If this is done, you do not have to pass ``max_t`` when creating the
scheduler.
- ``grace_period`` and ``reduction_factor`` determine the rung levels,
which are ``grace_period``, ``grace_period * reduction_factor``,
``grace_period * (reduction_factor ** 2)``, etc. All rung levels must
be less or equal than ``max_t``. It is recommended to make ``max_t``
equal to the largest rung level. For example, if
``grace_period = 1``, ``reduction_factor = 3``, it is in general
recommended to use ``max_t = 9``, ``max_t = 27``, or ``max_t = 81``.
Choosing a ``max_t`` value "off the grid" works against the
successive halving principle that the total resources spent in a rung
should be roughly equal between rungs. If in the example above, you
set ``max_t = 10``, about a third of configurations reaching 9 epochs
are allowed to proceed, but only for one more epoch.
- With ``reduction_factor``, you tune the extent to which successive
halving filtering is applied. The larger this integer, the fewer
configurations make it to higher number of epochs. Values 2, 3, 4 are
commonly used.
- Finally, ``grace_period`` should be set to the smallest resource
(number of epochs) for which you expect any meaningful
differentiation between configurations. While ``grace_period = 1``
should always be explored, it may be too low for any meaningful
stopping decisions to be made at the first rung.

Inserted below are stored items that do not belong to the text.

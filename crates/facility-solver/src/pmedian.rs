use std::collections::HashMap;

use good_lp::solvers::coin_cbc::coin_cbc;
use good_lp::{constraint, variable, variables, Expression, Solution, SolverModel, Variable};

use crate::context::FormulationContext;
use crate::error::{Result, SolverError};
use crate::status::SolverStatus;

/// Capacitated p-median solution: every demand assigned to exactly one of
/// `p` open facilities, minimizing total demand-weighted miles, subject to
/// per-facility capacity.
#[derive(Debug, Clone)]
pub struct PmedianResult {
    pub status: SolverStatus,
    pub objective_miles: f64,
    pub opened: Vec<usize>,
    /// (demand_idx, facility_idx) pairs.
    pub assignments: Vec<(usize, usize)>,
}

pub fn solve_pmedian(ctx: &FormulationContext, p: usize) -> Result<PmedianResult> {
    let uncovered = ctx.matrix.uncovered();
    if !uncovered.is_empty() {
        return Err(SolverError::Coverage { model: "pmedian", uncovered_count: uncovered.len() });
    }

    let n_facility = ctx.facilities.len();

    let mut vars = variables!();
    let y: Vec<Variable> = (0..n_facility).map(|_| vars.add(variable().binary())).collect();

    let mut x: HashMap<(usize, usize), Variable> = HashMap::new();
    let mut neighbors_by_facility: HashMap<usize, Vec<usize>> = HashMap::new();
    for (i, neighbors) in ctx.matrix.neighbors.iter().enumerate() {
        for &j in neighbors {
            x.insert((i, j), vars.add(variable().binary()));
            neighbors_by_facility.entry(j).or_default().push(i);
        }
    }

    let mut objective = Expression::from(0.0);
    for (&(i, j), &xv) in &x {
        let miles = ctx.matrix.get(i, j).expect("neighbor pair always has a distance");
        objective += ctx.demand[i].demand * miles * xv;
    }

    let mut model = vars.minimise(objective.clone()).using(coin_cbc);

    for (i, neighbors) in ctx.matrix.neighbors.iter().enumerate() {
        let mut expr = Expression::from(0.0);
        for &j in neighbors {
            expr += x[&(i, j)];
        }
        model = model.with(constraint!(expr == 1));
    }

    let mut open_sum = Expression::from(0.0);
    for &yv in &y {
        open_sum += yv;
    }
    model = model.with(constraint!(open_sum == p as f64));

    for (&(i, j), &xv) in &x {
        let _ = i;
        model = model.with(constraint!(xv <= y[j]));
    }

    for (j, facility) in ctx.facilities.iter().enumerate() {
        let Some(served_by) = neighbors_by_facility.get(&j) else { continue };
        let mut load = Expression::from(0.0);
        for &i in served_by {
            load += ctx.demand[i].demand * x[&(i, j)];
        }
        model = model.with(constraint!(load <= facility.capacity * y[j]));
    }

    match model.solve() {
        Ok(solution) => {
            let opened = y
                .iter()
                .enumerate()
                .filter(|(_, &v)| solution.value(v) > 0.5)
                .map(|(j, _)| j)
                .collect();
            let assignments = x
                .iter()
                .filter(|(_, &v)| solution.value(v) > 0.5)
                .map(|(&(i, j), _)| (i, j))
                .collect();
            Ok(PmedianResult {
                status: SolverStatus::Optimal,
                objective_miles: solution.eval(objective.clone()),
                opened,
                assignments,
            })
        }
        Err(e) => Ok(PmedianResult {
            status: SolverStatus::Other(e.to_string()),
            objective_miles: 0.0,
            opened: Vec::new(),
            assignments: Vec::new(),
        }),
    }
}

#[cfg(test)]
mod tests {
    use super::*;
    use geo_core::{DemandPoint, DistanceMatrix, FacilityCandidate};

    #[test]
    fn rejects_uncovered_demand_before_solving() {
        let demand = vec![DemandPoint::new("d0", 0.0, 0.0, 1.0)];
        let facilities = vec![FacilityCandidate::new("f0", 0.0, 0.0, 100.0)];
        let matrix = DistanceMatrix::new(1);
        let ctx = FormulationContext::new(&demand, &facilities, &matrix);
        let err = solve_pmedian(&ctx, 1).unwrap_err();
        assert_eq!(err, SolverError::Coverage { model: "pmedian", uncovered_count: 1 });
    }
}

- ``brackets`` sets the maximum number of brackets in Hyperband (make
sure to study the Hyperband paper or follow-ups for details). For
``brackets = 1``, you are running successive halving (single
bracket). Higher brackets have larger effective ``grace_period``
values (so runs are not stopped until later), yet are also chosen
with less probability. We recommend to always consider successive
halving (``brackets = 1``) in a comparison.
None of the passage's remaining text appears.